DATA SHOWN:
-.-.-

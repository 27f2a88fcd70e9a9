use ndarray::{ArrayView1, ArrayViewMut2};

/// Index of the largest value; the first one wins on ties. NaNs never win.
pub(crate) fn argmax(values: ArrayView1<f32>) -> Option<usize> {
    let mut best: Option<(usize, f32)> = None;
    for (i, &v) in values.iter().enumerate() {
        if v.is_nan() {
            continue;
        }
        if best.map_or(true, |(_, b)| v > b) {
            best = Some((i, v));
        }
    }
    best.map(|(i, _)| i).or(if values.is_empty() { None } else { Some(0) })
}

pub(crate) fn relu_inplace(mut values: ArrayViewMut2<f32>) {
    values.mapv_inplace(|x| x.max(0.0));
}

-.-.-

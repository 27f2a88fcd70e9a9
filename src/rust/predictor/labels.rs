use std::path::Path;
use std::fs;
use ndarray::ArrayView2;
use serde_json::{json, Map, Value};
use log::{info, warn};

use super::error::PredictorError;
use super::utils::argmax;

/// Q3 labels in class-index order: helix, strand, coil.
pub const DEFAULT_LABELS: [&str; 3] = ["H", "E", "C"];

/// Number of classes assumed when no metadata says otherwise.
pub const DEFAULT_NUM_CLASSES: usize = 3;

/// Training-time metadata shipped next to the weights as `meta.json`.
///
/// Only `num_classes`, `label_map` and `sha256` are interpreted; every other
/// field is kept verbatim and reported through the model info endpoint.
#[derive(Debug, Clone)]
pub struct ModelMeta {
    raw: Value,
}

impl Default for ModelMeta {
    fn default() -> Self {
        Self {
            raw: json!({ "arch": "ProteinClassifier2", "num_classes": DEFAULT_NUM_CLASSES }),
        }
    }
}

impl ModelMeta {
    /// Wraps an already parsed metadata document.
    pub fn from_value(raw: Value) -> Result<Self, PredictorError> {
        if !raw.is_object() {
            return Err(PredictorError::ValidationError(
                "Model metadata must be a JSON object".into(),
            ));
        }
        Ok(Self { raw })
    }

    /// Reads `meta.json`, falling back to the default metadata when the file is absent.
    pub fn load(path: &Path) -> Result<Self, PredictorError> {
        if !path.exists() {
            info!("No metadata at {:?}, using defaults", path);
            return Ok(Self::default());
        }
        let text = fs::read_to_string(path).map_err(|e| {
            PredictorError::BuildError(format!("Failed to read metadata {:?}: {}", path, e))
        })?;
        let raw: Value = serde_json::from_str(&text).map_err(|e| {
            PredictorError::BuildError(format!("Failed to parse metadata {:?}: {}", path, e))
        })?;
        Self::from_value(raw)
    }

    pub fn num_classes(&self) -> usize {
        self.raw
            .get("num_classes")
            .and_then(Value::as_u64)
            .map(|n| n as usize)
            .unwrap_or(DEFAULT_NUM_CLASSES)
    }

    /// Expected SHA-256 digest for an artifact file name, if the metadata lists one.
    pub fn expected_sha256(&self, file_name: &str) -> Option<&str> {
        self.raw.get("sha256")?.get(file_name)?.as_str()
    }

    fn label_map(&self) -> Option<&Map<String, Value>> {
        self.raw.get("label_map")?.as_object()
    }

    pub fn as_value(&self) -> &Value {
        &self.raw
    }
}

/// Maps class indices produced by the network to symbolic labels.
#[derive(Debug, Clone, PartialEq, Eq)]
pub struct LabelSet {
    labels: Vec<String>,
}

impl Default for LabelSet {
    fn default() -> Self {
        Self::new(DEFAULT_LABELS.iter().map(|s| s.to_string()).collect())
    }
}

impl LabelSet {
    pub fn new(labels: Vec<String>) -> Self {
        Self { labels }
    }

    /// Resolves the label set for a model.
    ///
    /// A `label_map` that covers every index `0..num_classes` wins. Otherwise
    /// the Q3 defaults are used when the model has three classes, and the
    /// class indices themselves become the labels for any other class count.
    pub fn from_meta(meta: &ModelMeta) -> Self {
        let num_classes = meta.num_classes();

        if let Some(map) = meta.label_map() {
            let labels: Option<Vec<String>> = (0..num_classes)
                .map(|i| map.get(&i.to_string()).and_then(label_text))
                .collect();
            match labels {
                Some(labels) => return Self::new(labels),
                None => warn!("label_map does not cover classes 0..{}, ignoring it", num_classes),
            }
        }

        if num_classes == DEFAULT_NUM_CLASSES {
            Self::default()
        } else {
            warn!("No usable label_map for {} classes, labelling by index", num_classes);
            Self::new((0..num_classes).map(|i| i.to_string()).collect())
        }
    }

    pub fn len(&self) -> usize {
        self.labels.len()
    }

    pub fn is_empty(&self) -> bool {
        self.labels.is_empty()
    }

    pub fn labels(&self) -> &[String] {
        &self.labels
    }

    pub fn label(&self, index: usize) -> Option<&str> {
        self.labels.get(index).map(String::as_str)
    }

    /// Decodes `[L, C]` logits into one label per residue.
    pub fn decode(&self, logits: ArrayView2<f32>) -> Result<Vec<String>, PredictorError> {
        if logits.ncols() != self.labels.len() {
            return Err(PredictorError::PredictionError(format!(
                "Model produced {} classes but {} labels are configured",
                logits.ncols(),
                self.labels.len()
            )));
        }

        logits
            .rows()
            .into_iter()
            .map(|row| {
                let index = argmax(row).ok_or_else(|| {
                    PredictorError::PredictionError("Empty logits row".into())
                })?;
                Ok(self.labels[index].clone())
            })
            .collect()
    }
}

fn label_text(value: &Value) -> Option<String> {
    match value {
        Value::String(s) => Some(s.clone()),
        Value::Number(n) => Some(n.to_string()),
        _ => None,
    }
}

-.-.-

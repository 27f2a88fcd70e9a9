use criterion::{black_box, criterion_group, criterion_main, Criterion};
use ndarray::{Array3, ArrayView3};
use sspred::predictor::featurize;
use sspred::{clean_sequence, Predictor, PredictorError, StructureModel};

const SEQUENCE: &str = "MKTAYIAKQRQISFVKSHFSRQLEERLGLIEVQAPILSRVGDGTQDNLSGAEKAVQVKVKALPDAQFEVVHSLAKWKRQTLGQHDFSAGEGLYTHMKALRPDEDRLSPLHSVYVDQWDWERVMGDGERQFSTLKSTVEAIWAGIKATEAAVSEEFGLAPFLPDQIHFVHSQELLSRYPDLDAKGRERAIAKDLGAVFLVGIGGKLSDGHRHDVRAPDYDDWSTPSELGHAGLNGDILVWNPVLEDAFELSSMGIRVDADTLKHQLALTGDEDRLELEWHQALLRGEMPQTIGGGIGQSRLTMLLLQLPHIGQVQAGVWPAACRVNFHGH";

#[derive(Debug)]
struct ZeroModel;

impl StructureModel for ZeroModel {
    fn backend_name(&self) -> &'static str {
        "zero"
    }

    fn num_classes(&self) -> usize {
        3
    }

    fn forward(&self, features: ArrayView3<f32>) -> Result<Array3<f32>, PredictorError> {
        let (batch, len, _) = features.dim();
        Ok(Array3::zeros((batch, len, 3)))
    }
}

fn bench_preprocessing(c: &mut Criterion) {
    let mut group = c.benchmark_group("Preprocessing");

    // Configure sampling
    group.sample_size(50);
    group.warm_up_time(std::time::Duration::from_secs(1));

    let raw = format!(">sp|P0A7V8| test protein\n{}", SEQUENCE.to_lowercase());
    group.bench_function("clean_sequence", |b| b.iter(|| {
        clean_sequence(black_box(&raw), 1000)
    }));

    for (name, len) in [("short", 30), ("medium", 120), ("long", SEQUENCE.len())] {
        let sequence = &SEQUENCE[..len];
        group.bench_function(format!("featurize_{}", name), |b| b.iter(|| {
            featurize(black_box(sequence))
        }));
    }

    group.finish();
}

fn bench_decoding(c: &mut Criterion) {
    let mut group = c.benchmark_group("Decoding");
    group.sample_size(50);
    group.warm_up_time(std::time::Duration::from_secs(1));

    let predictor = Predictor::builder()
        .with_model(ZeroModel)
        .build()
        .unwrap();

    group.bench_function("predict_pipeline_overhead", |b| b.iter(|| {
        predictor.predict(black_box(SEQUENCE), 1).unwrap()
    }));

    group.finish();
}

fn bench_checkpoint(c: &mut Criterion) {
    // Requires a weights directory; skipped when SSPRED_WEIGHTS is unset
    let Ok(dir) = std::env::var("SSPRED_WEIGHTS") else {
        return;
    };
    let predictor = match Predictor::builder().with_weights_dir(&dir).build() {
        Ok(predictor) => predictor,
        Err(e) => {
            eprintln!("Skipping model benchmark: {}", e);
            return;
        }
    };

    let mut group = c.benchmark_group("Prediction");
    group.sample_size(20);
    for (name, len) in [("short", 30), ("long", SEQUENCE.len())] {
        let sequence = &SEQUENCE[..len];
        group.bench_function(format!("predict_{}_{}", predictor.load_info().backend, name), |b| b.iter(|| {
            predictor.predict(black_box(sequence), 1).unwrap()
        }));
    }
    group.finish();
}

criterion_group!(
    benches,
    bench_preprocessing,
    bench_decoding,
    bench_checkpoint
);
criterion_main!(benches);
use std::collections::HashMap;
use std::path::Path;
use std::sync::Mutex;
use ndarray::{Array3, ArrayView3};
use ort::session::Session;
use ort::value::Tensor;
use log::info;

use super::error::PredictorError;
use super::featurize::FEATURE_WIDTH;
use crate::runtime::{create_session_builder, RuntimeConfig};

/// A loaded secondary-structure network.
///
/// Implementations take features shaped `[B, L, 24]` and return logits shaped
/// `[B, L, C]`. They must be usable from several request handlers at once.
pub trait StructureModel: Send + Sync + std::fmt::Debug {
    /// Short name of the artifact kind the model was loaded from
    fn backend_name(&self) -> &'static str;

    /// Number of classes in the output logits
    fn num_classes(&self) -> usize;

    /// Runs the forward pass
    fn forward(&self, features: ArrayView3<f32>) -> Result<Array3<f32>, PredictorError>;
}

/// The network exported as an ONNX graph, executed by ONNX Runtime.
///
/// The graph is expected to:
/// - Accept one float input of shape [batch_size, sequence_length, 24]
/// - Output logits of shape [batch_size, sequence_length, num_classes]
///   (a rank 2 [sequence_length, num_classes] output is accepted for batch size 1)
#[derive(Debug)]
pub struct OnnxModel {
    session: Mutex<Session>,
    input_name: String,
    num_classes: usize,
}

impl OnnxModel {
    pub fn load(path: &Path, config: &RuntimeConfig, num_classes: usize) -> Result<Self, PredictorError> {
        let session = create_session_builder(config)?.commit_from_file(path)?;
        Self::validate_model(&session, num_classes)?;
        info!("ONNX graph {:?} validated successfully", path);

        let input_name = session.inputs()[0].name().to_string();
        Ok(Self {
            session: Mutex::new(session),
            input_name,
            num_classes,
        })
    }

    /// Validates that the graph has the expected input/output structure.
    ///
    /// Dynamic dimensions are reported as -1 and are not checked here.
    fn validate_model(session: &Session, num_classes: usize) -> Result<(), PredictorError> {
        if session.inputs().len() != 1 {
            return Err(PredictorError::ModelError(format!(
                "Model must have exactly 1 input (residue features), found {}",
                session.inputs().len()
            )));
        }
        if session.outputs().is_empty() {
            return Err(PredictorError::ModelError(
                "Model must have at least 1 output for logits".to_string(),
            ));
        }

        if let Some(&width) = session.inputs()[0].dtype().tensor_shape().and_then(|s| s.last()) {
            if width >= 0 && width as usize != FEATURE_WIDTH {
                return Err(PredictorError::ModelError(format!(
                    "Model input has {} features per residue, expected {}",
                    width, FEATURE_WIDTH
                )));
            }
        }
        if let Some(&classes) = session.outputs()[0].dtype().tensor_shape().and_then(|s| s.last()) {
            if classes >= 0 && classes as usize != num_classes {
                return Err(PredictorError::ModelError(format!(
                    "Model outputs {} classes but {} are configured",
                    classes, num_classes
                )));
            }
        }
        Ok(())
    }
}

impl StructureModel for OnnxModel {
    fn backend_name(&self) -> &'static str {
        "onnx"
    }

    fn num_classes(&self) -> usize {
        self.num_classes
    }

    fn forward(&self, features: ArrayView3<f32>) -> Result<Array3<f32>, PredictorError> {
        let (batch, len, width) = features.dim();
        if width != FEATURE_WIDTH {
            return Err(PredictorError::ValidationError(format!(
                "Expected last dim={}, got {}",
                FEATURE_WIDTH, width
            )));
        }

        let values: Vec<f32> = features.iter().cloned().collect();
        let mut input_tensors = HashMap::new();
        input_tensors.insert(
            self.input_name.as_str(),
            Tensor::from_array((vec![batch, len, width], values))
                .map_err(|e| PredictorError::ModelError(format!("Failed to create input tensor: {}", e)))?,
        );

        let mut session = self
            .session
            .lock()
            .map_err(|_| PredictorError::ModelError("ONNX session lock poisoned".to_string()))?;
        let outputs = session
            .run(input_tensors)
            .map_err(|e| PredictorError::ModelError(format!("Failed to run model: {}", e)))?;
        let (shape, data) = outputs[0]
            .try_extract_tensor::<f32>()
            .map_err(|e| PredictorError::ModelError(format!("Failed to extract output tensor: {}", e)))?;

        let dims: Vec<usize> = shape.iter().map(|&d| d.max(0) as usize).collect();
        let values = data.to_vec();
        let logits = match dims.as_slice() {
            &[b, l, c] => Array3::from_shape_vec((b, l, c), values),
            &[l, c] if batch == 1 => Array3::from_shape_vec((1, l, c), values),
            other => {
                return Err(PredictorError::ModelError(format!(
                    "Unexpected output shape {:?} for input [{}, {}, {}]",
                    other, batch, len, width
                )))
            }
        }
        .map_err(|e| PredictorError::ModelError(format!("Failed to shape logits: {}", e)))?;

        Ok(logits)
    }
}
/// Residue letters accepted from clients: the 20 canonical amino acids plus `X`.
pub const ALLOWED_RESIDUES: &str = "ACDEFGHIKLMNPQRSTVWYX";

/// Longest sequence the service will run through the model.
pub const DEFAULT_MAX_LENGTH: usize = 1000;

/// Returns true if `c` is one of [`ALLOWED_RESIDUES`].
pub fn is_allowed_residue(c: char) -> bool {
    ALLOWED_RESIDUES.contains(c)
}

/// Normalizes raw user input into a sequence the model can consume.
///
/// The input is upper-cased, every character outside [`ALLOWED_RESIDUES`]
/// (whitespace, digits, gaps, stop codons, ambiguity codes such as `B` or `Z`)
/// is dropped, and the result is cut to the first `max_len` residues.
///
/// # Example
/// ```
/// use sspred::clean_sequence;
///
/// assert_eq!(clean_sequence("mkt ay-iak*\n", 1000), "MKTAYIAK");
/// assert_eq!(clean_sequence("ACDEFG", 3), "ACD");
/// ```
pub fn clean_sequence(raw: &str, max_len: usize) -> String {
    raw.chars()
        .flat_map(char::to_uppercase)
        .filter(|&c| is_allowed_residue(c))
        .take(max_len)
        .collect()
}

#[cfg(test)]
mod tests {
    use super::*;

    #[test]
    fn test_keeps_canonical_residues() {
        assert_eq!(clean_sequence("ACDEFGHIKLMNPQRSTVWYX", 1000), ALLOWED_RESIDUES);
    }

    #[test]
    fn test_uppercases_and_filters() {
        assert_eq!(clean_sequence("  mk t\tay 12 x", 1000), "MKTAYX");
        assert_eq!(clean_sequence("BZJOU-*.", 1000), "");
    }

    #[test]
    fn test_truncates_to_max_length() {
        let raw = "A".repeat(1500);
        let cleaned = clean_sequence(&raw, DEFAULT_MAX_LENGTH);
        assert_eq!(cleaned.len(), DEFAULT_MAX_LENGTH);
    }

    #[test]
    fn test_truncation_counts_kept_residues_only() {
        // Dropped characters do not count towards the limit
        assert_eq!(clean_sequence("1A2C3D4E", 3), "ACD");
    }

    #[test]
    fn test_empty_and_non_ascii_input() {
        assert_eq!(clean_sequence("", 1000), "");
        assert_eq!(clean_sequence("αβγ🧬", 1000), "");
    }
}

-.-.-

WORK REQUIRED: Reproduce verbatim the lines above, from the line with "[batch_size, sequence_length, num_classes]" through the line with "impl StructureModel for OnnxModel".

TASK OUTPUT:
/// - Output logits of shape [batch_size, sequence_length, num_classes]
///   (a rank 2 [sequence_length, num_classes] output is accepted for batch size 1)
#[derive(Debug)]
pub struct OnnxModel {
    session: Mutex<Session>,
    input_name: String,
    num_classes: usize,
}

impl OnnxModel {
    pub fn load(path: &Path, config: &RuntimeConfig, num_classes: usize) -> Result<Self, PredictorError> {
        let session = create_session_builder(config)?.commit_from_file(path)?;
        Self::validate_model(&session, num_classes)?;
        info!("ONNX graph {:?} validated successfully", path);

        let input_name = session.inputs()[0].name().to_string();
        Ok(Self {
            session: Mutex::new(session),
            input_name,
            num_classes,
        })
    }

    /// Validates that the graph has the expected input/output structure.
    ///
    /// Dynamic dimensions are reported as -1 and are not checked here.
    fn validate_model(session: &Session, num_classes: usize) -> Result<(), PredictorError> {
        if session.inputs().len() != 1 {
            return Err(PredictorError::ModelError(format!(
                "Model must have exactly 1 input (residue features), found {}",
                session.inputs().len()
            )));
        }
        if session.outputs().is_empty() {
            return Err(PredictorError::ModelError(
                "Model must have at least 1 output for logits".to_string(),
            ));
        }

        if let Some(&width) = session.inputs()[0].dtype().tensor_shape().and_then(|s| s.last()) {
            if width >= 0 && width as usize != FEATURE_WIDTH {
                return Err(PredictorError::ModelError(format!(
                    "Model input has {} features per residue, expected {}",
                    width, FEATURE_WIDTH
                )));
            }
        }
        if let Some(&classes) = session.outputs()[0].dtype().tensor_shape().and_then(|s| s.last()) {
            if classes >= 0 && classes as usize != num_classes {
                return Err(PredictorError::ModelError(format!(
                    "Model outputs {} classes but {} are configured",
                    classes, num_classes
                )));
            }
        }
        Ok(())
    }
}

impl StructureModel for OnnxModel {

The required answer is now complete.